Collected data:

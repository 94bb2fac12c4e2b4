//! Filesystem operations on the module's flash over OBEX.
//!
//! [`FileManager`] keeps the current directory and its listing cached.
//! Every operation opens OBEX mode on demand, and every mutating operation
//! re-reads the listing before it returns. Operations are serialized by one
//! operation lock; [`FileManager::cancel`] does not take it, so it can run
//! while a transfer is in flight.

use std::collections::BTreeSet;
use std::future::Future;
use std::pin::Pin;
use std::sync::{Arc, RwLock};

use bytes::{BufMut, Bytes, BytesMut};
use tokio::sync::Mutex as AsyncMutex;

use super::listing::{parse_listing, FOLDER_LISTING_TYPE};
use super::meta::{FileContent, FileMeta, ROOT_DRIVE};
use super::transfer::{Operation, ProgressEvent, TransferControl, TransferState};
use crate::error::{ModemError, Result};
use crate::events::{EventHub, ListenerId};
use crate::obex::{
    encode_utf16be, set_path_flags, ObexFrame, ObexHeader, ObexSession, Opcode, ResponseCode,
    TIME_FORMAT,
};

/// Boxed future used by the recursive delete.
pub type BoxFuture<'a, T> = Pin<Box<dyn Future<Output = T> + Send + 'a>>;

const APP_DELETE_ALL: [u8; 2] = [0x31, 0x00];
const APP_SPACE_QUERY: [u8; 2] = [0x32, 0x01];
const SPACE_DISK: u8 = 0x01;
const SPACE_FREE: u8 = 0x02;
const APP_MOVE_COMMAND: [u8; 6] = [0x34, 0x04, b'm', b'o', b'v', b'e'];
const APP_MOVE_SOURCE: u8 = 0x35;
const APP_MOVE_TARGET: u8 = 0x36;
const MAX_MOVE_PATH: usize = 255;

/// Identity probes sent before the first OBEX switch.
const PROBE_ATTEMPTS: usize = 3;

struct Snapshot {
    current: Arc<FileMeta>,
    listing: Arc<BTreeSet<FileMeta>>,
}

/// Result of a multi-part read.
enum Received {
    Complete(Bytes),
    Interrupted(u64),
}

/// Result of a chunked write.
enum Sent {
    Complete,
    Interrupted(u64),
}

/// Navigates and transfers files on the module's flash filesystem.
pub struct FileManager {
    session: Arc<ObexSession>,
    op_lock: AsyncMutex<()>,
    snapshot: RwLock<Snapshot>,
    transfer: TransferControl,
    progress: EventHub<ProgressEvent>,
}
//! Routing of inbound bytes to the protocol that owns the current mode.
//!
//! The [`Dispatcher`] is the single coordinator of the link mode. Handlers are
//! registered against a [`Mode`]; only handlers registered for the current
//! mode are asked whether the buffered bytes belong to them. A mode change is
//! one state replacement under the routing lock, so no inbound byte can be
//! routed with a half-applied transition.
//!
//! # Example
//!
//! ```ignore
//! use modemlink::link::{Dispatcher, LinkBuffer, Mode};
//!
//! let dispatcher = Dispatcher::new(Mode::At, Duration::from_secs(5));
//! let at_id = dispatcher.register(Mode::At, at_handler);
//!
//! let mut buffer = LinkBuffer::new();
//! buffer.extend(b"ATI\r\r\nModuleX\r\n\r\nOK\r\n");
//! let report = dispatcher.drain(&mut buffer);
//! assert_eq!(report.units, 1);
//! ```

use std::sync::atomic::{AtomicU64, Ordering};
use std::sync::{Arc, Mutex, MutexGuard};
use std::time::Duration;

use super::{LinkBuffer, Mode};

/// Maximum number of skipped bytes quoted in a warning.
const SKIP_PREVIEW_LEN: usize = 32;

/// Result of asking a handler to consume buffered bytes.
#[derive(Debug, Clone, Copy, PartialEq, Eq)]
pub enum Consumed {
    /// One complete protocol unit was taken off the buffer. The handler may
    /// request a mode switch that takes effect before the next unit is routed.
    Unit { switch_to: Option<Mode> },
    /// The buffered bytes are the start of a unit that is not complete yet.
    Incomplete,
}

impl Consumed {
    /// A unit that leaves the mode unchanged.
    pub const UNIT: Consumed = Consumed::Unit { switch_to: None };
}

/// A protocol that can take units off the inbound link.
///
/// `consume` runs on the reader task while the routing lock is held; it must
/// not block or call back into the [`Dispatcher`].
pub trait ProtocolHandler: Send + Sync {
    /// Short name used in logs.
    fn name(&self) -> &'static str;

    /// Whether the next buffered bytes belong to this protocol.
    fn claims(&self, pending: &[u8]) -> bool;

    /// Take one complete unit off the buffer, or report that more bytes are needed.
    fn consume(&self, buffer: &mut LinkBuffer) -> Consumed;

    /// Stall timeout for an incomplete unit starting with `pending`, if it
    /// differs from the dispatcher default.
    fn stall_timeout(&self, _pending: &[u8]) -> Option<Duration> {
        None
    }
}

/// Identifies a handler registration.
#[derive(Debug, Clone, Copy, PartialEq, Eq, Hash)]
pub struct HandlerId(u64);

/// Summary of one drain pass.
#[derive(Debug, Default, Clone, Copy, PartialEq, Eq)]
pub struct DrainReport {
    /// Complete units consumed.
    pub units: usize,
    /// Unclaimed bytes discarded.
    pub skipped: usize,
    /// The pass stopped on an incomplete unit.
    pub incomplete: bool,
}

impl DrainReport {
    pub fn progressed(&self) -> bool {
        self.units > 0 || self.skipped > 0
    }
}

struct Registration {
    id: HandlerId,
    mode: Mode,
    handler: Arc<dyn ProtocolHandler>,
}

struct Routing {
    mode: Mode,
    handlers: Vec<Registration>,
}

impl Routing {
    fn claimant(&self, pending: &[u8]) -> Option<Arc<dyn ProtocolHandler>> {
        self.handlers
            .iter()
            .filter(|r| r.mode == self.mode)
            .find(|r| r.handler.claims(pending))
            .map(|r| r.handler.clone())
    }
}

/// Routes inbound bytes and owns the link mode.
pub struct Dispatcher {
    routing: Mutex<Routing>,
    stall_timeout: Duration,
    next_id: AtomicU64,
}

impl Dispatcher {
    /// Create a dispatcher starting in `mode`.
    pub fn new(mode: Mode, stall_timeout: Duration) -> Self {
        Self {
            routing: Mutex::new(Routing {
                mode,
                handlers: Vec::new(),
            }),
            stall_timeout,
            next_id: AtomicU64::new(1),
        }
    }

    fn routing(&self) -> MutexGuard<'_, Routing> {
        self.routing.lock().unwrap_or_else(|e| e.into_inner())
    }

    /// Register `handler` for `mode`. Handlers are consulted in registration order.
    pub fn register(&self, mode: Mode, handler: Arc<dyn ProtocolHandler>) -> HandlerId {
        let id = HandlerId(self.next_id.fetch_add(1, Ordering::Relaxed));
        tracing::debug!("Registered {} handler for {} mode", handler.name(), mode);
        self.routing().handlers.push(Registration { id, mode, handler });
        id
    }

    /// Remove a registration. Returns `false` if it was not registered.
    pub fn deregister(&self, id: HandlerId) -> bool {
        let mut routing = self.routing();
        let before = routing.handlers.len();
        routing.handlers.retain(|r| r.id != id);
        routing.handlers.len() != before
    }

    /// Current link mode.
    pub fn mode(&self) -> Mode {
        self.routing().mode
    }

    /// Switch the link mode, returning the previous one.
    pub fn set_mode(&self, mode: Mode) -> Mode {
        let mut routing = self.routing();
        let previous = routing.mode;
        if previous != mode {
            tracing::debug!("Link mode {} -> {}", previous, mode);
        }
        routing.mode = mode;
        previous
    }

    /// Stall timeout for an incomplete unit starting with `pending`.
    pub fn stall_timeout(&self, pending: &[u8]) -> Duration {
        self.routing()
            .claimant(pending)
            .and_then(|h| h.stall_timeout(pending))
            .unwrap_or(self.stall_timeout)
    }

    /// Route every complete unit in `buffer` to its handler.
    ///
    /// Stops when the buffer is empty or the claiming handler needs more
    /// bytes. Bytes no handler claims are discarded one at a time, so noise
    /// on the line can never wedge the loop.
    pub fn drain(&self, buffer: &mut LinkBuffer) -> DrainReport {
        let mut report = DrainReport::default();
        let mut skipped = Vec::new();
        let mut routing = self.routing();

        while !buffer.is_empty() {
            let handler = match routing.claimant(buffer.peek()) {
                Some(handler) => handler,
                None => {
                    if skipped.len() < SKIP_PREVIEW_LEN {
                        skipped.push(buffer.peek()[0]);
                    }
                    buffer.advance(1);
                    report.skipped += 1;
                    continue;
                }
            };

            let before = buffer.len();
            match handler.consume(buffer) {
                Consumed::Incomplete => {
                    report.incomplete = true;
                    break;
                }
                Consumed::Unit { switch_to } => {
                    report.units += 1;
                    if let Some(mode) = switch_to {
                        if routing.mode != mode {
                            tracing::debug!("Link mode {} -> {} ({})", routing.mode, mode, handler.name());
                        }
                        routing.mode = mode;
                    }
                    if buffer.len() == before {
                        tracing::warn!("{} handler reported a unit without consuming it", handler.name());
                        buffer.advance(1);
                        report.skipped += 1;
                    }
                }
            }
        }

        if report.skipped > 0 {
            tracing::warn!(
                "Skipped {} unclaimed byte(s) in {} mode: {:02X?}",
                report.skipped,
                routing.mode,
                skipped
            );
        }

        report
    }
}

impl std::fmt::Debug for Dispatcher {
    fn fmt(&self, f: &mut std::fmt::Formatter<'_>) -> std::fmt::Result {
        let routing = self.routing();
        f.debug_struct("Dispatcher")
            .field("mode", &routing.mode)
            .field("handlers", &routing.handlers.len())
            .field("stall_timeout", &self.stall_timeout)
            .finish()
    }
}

==

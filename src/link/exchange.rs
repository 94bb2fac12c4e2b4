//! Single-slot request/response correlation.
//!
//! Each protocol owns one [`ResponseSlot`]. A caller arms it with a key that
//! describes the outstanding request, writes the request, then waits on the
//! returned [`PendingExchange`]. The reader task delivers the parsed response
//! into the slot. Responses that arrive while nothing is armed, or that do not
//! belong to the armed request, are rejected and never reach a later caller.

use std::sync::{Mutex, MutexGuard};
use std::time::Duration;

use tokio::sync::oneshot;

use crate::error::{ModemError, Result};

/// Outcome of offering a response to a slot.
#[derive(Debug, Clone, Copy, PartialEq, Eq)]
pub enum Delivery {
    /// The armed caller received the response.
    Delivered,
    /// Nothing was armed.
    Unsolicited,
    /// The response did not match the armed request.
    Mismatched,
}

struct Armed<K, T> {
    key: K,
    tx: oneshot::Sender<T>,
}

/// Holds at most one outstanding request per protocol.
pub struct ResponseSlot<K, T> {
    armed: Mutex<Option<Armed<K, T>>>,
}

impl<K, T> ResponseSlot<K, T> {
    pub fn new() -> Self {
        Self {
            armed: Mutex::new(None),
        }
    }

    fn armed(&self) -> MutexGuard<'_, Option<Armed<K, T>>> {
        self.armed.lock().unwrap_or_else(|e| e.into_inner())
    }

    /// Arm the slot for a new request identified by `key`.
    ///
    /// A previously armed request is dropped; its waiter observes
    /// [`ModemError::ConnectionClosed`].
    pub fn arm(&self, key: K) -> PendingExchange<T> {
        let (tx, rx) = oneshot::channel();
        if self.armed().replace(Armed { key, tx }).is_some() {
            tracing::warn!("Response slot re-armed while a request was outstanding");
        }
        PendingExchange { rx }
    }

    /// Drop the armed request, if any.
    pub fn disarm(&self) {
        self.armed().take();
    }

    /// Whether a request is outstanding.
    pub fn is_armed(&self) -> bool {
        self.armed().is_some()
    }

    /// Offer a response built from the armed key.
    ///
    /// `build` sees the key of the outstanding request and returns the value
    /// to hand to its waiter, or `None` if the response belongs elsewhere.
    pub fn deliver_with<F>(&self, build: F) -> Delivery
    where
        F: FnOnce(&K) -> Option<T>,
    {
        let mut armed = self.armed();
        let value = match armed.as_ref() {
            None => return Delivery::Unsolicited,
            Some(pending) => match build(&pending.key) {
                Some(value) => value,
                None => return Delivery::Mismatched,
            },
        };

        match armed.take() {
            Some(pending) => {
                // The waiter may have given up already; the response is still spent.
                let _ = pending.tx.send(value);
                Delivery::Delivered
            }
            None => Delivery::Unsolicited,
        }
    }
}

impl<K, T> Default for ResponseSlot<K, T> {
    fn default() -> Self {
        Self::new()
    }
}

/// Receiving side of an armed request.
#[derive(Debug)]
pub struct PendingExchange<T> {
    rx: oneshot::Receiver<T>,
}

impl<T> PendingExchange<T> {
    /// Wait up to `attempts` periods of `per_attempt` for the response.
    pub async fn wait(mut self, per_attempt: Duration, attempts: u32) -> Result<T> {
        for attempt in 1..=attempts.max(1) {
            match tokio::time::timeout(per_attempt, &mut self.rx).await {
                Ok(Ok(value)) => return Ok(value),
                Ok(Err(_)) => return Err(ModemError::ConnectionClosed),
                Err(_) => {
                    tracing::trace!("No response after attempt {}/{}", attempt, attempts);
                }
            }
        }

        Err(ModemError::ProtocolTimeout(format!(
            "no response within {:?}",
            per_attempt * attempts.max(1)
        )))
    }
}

TASK GOAL: The lines holding the word "buffered" are the answer. Find them in the entries and copy them.

EXERCISE ANSWER:
//! mode are asked whether the buffered bytes belong to them. A mode change is
/// Result of asking a handler to consume buffered bytes.
    /// The buffered bytes are the start of a unit that is not complete yet.
    /// Whether the next buffered bytes belong to this protocol.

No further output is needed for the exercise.